● What you should do:
Scan the records for the word "CannotConnect". Return each line where it is found.

● Source information:
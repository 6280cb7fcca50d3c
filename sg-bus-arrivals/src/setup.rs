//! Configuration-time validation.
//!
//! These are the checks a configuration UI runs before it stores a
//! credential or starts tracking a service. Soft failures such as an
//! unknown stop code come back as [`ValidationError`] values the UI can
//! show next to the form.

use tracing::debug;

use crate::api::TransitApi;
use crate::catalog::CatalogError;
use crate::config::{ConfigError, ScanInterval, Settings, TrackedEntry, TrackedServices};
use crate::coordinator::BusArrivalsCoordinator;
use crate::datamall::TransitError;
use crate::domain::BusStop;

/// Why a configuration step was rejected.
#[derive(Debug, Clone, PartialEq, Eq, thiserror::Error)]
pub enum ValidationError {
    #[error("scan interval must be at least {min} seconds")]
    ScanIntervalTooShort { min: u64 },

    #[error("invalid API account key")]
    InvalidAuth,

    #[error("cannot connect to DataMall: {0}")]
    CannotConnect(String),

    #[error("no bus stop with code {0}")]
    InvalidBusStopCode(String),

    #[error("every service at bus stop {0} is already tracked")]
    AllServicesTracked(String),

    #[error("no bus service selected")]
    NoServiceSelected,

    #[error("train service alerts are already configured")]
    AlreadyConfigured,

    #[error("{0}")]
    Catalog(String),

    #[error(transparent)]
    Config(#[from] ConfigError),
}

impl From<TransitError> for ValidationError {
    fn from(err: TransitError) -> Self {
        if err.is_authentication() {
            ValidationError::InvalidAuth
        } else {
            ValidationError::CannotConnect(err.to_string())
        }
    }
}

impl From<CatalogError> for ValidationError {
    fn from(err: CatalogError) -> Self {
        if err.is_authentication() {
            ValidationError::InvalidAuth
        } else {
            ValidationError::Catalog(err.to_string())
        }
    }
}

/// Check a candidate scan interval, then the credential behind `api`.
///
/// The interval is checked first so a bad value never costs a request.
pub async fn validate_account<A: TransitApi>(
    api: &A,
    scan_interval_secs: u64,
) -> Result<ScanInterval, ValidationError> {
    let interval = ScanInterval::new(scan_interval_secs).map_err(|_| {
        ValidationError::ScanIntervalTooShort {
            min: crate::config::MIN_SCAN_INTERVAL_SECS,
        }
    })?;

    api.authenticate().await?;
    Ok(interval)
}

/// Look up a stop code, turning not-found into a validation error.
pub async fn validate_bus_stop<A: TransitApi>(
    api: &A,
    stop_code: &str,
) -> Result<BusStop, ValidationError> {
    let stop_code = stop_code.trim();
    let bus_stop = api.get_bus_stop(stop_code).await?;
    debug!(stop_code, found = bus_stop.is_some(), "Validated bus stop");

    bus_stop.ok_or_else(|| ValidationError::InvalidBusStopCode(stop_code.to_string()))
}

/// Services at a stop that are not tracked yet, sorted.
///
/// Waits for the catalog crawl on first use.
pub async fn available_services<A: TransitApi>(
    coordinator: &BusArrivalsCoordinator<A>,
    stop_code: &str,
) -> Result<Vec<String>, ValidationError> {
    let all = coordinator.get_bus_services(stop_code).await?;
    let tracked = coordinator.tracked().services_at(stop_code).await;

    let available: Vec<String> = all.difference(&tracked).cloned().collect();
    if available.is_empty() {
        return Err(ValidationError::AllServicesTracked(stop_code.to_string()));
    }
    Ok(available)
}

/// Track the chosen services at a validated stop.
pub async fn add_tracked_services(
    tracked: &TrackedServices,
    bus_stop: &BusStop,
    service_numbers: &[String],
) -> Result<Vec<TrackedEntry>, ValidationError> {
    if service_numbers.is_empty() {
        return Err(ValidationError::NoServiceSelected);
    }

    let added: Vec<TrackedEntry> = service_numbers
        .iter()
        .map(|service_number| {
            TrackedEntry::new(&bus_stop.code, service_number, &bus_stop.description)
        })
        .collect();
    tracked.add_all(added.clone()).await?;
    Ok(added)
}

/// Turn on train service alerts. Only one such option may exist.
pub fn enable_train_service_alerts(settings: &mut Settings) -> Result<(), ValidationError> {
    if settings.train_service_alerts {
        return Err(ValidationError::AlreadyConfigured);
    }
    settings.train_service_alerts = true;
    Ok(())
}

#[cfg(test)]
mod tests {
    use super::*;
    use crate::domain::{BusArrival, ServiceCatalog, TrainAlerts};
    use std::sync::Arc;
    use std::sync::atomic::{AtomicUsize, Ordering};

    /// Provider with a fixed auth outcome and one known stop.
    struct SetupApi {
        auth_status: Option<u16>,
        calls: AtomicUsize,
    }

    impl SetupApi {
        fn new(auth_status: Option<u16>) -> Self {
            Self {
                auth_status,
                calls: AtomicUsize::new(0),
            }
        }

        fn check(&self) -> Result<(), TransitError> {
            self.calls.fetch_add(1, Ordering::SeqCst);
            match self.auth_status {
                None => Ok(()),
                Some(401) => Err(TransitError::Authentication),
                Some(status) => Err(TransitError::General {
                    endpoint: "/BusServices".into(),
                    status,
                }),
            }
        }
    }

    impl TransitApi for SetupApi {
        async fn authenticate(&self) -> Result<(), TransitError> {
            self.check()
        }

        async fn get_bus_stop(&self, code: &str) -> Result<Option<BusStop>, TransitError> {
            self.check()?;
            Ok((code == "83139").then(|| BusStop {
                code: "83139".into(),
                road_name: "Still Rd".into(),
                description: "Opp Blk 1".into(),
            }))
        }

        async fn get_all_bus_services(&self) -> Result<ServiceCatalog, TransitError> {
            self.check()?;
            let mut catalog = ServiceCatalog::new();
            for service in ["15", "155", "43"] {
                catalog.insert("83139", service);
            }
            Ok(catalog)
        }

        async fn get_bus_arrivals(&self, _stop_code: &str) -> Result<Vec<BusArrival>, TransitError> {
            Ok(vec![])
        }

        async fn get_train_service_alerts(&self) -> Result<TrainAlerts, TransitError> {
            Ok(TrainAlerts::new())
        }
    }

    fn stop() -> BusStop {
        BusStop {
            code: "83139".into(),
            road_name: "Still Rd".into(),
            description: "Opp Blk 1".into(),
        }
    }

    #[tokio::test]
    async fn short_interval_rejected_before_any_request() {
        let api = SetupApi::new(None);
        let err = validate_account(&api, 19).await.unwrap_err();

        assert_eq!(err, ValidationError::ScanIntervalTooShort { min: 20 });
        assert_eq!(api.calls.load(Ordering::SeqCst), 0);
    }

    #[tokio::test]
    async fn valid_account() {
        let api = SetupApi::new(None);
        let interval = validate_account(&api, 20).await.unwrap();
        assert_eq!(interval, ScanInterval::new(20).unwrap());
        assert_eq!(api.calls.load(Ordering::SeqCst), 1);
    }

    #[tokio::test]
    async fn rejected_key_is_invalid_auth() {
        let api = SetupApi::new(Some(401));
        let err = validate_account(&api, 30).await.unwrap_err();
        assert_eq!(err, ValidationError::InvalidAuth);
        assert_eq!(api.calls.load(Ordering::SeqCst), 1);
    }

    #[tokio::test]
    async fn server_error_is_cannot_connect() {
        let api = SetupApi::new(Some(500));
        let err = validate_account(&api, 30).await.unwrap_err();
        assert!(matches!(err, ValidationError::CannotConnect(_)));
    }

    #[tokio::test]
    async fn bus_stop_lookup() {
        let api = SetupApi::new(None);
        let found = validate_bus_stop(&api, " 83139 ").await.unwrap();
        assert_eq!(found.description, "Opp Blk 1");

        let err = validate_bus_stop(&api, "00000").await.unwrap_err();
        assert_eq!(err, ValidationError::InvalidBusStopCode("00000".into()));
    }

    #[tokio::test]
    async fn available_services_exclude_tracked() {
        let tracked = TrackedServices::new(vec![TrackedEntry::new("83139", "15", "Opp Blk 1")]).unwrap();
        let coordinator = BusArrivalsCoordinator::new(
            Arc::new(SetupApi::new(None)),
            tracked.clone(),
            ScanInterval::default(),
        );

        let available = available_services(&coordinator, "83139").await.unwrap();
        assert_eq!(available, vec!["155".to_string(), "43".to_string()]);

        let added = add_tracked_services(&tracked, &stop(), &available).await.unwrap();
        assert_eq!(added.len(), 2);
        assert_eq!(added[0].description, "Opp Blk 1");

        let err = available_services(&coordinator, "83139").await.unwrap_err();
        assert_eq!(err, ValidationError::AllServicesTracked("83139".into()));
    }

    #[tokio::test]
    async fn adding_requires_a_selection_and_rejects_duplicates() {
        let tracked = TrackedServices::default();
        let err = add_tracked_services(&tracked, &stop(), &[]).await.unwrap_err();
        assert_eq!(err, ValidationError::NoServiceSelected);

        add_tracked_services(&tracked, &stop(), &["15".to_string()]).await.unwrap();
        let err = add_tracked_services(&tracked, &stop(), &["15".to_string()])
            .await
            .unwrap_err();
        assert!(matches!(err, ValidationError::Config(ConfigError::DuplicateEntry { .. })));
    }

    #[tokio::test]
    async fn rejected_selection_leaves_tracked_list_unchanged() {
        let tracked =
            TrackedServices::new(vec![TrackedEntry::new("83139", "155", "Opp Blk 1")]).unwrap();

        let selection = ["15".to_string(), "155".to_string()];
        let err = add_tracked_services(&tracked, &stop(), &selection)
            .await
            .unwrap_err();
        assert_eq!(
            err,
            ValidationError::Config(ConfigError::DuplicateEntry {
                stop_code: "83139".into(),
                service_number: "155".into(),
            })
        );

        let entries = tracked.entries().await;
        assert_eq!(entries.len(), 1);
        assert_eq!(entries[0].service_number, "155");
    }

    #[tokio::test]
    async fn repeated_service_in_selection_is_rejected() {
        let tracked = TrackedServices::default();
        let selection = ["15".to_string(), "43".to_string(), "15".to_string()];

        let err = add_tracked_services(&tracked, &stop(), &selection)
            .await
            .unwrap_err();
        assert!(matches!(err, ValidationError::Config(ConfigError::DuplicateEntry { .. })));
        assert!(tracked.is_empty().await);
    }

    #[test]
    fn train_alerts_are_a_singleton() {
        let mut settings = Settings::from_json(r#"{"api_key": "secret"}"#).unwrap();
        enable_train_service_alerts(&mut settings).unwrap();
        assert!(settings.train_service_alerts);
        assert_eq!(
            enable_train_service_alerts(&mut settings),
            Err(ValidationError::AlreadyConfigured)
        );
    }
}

● Finished task:
    CannotConnect(String),
            ValidationError::CannotConnect(err.to_string())
        assert!(matches!(err, ValidationError::CannotConnect(_)));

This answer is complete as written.